■ **EXTRACTED ENTRIES**:
=======

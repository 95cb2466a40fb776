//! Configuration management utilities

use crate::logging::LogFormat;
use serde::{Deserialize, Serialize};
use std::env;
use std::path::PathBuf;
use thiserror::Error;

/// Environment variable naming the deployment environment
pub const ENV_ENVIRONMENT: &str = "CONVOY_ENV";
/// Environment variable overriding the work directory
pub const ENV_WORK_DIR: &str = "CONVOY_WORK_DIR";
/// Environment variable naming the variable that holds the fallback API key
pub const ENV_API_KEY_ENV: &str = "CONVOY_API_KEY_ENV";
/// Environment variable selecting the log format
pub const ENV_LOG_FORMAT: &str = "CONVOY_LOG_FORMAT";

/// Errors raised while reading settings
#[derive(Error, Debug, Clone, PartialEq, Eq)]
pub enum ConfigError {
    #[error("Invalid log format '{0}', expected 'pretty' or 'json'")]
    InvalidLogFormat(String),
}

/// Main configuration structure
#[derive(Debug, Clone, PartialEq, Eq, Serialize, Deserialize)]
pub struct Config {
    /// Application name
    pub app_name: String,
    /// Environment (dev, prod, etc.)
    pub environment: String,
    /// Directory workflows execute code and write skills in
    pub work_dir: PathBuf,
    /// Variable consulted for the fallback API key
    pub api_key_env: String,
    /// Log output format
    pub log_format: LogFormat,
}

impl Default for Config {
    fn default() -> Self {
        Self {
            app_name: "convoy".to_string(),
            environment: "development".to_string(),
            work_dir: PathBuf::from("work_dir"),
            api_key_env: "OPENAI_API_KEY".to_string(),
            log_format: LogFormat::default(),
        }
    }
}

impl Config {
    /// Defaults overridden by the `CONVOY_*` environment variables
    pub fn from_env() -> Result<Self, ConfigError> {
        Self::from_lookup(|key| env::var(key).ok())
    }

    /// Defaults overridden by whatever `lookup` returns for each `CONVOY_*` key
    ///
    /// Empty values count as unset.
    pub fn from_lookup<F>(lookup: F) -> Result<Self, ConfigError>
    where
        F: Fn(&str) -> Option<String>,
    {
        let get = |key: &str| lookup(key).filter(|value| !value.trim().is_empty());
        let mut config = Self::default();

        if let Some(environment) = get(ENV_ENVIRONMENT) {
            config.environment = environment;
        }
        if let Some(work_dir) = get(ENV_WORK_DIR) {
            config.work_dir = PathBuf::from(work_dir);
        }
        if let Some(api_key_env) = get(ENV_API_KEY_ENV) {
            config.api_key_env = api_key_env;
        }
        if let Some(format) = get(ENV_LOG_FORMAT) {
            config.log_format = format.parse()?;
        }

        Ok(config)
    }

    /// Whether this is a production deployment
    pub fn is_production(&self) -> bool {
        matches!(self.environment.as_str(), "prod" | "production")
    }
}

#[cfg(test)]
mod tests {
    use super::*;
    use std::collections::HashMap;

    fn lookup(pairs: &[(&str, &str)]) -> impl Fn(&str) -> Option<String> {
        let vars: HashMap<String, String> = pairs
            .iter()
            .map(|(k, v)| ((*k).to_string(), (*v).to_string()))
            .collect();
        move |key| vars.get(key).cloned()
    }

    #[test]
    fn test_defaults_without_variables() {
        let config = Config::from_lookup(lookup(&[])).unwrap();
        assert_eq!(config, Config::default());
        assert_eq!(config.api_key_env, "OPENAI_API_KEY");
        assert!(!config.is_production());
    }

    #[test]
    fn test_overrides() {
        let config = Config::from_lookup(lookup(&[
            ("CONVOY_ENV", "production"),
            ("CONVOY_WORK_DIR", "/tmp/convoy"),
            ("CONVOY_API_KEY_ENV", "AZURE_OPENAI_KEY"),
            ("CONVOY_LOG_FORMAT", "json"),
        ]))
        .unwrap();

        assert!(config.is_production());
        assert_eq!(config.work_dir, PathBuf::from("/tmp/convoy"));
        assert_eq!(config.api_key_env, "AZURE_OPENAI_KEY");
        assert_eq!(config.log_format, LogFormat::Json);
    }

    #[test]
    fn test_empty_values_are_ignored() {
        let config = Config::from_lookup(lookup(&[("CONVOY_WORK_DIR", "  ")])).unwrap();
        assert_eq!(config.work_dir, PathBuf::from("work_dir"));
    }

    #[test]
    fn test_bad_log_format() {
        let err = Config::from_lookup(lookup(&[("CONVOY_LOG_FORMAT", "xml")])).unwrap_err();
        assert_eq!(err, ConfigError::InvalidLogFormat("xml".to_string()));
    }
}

=======

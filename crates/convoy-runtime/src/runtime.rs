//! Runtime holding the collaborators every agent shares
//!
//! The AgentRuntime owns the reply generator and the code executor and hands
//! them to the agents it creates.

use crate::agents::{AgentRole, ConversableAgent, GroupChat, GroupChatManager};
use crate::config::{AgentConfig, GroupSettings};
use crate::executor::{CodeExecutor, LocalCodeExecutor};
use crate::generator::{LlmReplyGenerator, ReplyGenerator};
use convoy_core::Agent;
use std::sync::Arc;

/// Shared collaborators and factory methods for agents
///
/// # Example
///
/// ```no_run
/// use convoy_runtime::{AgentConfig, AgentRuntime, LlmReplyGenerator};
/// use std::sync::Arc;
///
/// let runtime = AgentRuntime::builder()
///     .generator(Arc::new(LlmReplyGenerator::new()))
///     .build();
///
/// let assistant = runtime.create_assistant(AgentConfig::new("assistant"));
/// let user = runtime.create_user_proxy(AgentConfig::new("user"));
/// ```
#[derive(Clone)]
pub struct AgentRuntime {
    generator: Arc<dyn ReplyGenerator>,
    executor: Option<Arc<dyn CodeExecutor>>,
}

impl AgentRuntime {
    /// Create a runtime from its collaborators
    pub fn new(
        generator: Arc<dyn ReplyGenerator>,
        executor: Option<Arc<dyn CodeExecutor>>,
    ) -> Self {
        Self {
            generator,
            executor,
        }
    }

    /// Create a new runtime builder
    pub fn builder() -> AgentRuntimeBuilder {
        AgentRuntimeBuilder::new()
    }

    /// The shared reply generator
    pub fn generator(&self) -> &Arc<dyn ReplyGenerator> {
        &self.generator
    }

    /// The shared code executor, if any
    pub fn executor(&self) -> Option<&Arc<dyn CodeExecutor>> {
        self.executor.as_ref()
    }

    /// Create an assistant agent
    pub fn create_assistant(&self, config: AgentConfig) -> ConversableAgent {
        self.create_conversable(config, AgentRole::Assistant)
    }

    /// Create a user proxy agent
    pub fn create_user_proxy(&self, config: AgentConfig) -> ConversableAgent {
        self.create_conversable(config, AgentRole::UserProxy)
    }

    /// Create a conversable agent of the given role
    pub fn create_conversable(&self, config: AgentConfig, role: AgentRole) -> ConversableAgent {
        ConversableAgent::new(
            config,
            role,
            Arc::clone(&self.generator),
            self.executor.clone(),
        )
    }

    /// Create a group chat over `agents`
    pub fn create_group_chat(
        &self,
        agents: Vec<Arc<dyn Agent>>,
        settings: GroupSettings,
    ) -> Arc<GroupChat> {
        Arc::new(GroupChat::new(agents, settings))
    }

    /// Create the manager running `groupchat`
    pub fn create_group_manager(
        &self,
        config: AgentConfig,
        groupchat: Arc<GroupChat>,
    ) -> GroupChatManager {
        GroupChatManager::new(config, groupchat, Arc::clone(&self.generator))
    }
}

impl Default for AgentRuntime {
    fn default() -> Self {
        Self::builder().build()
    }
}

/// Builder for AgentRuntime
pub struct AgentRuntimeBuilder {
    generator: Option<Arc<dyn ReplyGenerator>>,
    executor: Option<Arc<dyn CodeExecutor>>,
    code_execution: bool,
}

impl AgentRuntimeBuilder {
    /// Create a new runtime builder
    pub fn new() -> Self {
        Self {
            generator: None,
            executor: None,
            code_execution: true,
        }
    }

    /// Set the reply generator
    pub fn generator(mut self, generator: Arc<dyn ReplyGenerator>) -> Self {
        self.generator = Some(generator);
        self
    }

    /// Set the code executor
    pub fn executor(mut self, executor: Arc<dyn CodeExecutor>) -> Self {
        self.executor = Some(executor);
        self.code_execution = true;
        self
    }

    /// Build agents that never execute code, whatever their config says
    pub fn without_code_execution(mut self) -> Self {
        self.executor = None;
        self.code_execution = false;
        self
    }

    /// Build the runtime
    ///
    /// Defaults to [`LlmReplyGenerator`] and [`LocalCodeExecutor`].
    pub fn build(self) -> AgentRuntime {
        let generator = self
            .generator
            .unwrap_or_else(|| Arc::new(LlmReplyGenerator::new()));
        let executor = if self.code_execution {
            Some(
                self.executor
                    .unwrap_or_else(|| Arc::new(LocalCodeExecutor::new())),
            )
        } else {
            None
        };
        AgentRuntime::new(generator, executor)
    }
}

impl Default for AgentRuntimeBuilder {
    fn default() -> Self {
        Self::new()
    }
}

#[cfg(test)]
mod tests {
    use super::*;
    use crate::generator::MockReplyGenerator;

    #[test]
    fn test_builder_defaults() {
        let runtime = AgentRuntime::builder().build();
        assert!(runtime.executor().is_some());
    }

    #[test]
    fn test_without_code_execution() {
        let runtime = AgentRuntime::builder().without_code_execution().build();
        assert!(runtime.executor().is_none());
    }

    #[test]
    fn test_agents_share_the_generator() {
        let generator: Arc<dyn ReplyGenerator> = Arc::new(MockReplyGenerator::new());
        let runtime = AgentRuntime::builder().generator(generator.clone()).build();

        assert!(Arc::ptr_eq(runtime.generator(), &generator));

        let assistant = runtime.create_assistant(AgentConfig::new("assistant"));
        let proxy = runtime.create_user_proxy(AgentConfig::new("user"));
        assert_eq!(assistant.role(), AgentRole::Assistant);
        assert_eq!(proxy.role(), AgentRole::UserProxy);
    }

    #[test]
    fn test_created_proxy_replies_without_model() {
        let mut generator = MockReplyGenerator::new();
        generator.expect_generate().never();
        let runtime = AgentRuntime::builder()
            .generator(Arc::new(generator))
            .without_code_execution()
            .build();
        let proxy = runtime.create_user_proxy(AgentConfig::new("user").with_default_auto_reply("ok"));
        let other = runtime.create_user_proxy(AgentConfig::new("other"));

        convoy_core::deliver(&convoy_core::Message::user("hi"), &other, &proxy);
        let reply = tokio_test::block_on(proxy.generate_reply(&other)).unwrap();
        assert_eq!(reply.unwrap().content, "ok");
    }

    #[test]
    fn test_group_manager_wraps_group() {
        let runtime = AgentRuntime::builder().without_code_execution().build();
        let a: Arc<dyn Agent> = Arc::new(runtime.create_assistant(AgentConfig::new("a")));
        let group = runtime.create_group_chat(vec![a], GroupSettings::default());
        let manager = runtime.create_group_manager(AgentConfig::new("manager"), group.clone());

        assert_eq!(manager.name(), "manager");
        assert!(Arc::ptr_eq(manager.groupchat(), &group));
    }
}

=======

■ **REQUIRED WORK**: Show each line of the material that includes the word "vars".

■ **RESPONSE TO THIS EXERCISE**:
        let vars: HashMap<String, String> = pairs
        move |key| vars.get(key).cloned()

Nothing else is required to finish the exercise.